What You Avoid Is the Fire
Always Beginning: Balancing Waking Up and Growing Up
March 5, 2025
dialogue

What You Avoid Is the Fire

Lo que evitas es el fuego

A conversation about how avoidance works in practice: the surprise of discovering what you're truly avoiding, and how the path sometimes requires moving directly toward what is hardest.

What You Avoid Is the Fire

A conversation about how avoidance works in practice: the surprise of discovering what you're truly avoiding, and how the path sometimes requires moving directly toward what is hardest.

What you avoid is the fire, the most intense possible thing. I think for me it's always a little surprising. I think I know what I'm avoiding, and then I discover it wasn't that at all. It's something else, a new discovery. Because the avoidance really is sneaky. I also find it extremely exciting, though: going forward into the unknown.

And the way it works is extremely mysterious. Only in hindsight, at least for me, can you look back and understand: "Oh, this is how it works. I see this, I see that." Only in hindsight.

Interesting.

The teacher's own pattern of avoidance

I was very emphatic about my challenge with the world from quite a young age. It was very obvious to me. But I also had people I trusted point it out to me, for example, my teacher. He said, "Your meditation is just your work, your project in the world." He said that to me for years and years.

Then, when that big, final shift happened, he told me, "See, you were running away from that your whole life." In a sense, I had to go toward what was hardest for me. In hindsight it makes a lot of sense, but it looked very paradoxical. How it unfolded was very paradoxical. I had to go toward what was really hard and then see that that was the avoidance, but I had to go deeply in that direction in order to come through it.

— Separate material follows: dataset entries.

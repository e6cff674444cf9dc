//! RefreshService - drives a `RefreshScheduler` on a tokio task
//!
//! The scheduler is owned by exactly one task. Callers talk to it through a
//! [`RefreshHandle`] (commands over an mpsc channel) and observe it through a
//! `watch` channel of [`RefreshSnapshot`]s. Dependents re-fetch whenever
//! `trigger_count` changes.
//!
//! ```ignore
//! let shutdown = Shutdown::new();
//! let handle = RefreshService::new(RefreshConfig::default()).spawn(shutdown.subscribe());
//! let mut rx = handle.subscribe();
//! while rx.changed().await.is_ok() {
//!     let count = rx.borrow_and_update().trigger_count;
//!     // fetch balances
//! }
//! ```

use std::time::Duration;
use tokio::sync::{broadcast, mpsc, watch};
use tokio::task::JoinHandle;
use tokio::time::{sleep_until, Instant};
use tracing::{debug, info};

use super::{RefreshConfig, RefreshScheduler, RefreshSnapshot};
use crate::balance::UpdateNotifier;

/// Operations forwarded to the scheduler task
#[derive(Debug, Clone, Copy, PartialEq, Eq)]
pub enum RefreshCommand {
    TriggerNow,
    Accelerate,
    NotifyBalanceUpdated,
    Close,
}

/// Owns a scheduler until spawned
pub struct RefreshService {
    scheduler: RefreshScheduler,
}

impl RefreshService {
    pub fn new(config: RefreshConfig) -> Self {
        Self { scheduler: RefreshScheduler::new(config) }
    }

    pub fn with_defaults() -> Self {
        Self::new(RefreshConfig::default())
    }

    /// Spawn the scheduler loop. It ends on shutdown, when the handle is
    /// closed or dropped, cancelling every timer on the way out.
    pub fn spawn(self, shutdown: broadcast::Receiver<()>) -> RefreshHandle {
        let (commands, command_rx) = mpsc::unbounded_channel();
        let (snapshot_tx, snapshots) = watch::channel(self.scheduler.snapshot());
        let task = tokio::spawn(run(self.scheduler, command_rx, snapshot_tx, shutdown));
        RefreshHandle { commands, snapshots, task: Some(task) }
    }
}

async fn run(
    mut scheduler: RefreshScheduler,
    mut commands: mpsc::UnboundedReceiver<RefreshCommand>,
    snapshots: watch::Sender<RefreshSnapshot>,
    mut shutdown: broadcast::Receiver<()>,
) {
    let start = Instant::now();
    info!(cadence_ms = scheduler.cadence_ms(), "refresh service started");

    loop {
        let next = scheduler.next_timer();
        let due = next.and_then(|timer| start.checked_add(Duration::from_millis(timer.deadline_ms)));
        let wake = async {
            match due {
                Some(at) => sleep_until(at).await,
                // Past what the clock can represent
                None => std::future::pending::<()>().await,
            }
        };

        tokio::select! {
            _ = shutdown.recv() => break,
            command = commands.recv() => {
                let Some(command) = command else { break };
                scheduler.advance_to(start.elapsed().as_millis() as u64);
                debug!(?command, "refresh command");
                match command {
                    RefreshCommand::TriggerNow => scheduler.trigger_now(),
                    RefreshCommand::Accelerate => scheduler.accelerate(),
                    RefreshCommand::NotifyBalanceUpdated => {
                        scheduler.notify_balance_updated();
                    }
                    RefreshCommand::Close => break,
                }
            }
            _ = wake => {
                if let Some(timer) = next {
                    scheduler.fire(timer);
                }
            }
        }

        publish(&snapshots, scheduler.snapshot());
    }

    scheduler.close();
    publish(&snapshots, scheduler.snapshot());
    info!("refresh service stopped");
}

fn publish(snapshots: &watch::Sender<RefreshSnapshot>, snapshot: RefreshSnapshot) {
    snapshots.send_if_modified(|current| {
        if *current == snapshot {
            false
        } else {
            *current = snapshot;
            true
        }
    });
}

/// Client side of a running refresh service
pub struct RefreshHandle {
    commands: mpsc::UnboundedSender<RefreshCommand>,
    snapshots: watch::Receiver<RefreshSnapshot>,
    task: Option<JoinHandle<()>>,
}

impl RefreshHandle {
    pub fn trigger_now(&self) -> bool {
        self.send(RefreshCommand::TriggerNow)
    }

    /// Call after a transfer was submitted.
    pub fn accelerate(&self) -> bool {
        self.send(RefreshCommand::Accelerate)
    }

    pub fn notify_balance_updated(&self) -> bool {
        self.send(RefreshCommand::NotifyBalanceUpdated)
    }

    pub fn snapshot(&self) -> RefreshSnapshot {
        *self.snapshots.borrow()
    }

    pub fn trigger_count(&self) -> u64 {
        self.snapshot().trigger_count
    }

    pub fn subscribe(&self) -> watch::Receiver<RefreshSnapshot> {
        self.snapshots.clone()
    }

    /// Cheap sender for collaborators that only need to notify.
    pub fn notifier(&self) -> RefreshNotifier {
        RefreshNotifier { commands: self.commands.clone() }
    }

    pub fn is_running(&self) -> bool {
        self.task.as_ref().map(|t| !t.is_finished()).unwrap_or(false)
    }

    /// Stop the service and wait for it to cancel its timers.
    pub async fn close(mut self) {
        self.send(RefreshCommand::Close);
        if let Some(task) = self.task.take() {
            let _ = task.await;
        }
    }

    fn send(&self, command: RefreshCommand) -> bool {
        self.commands.send(command).is_ok()
    }
}

impl Drop for RefreshHandle {
    fn drop(&mut self) {
        if let Some(task) = self.task.take() {
            task.abort();
        }
    }
}

/// Forwards balance-update notifications to a running service
#[derive(Debug, Clone)]
pub struct RefreshNotifier {
    commands: mpsc::UnboundedSender<RefreshCommand>,
}

impl UpdateNotifier for RefreshNotifier {
    fn notify_balance_updated(&mut self) {
        let _ = self.commands.send(RefreshCommand::NotifyBalanceUpdated);
    }
}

I think you were hunted on both sides. That energy, that recognition, was chasing you from a very young age, but you were also terrified of the world. You put a lot of your energy and priority into waking up. That was your number one priority. But then your teacher would say, "Okay, fine, but your meditation is your worldly project."

Yes, it was exactly like that.

So it was this constant tension. And then both sides collapsed in these last several years.

Coming through by facing both sides

Yes. I think eventually it was a kind of balance, both sides being faced really fully.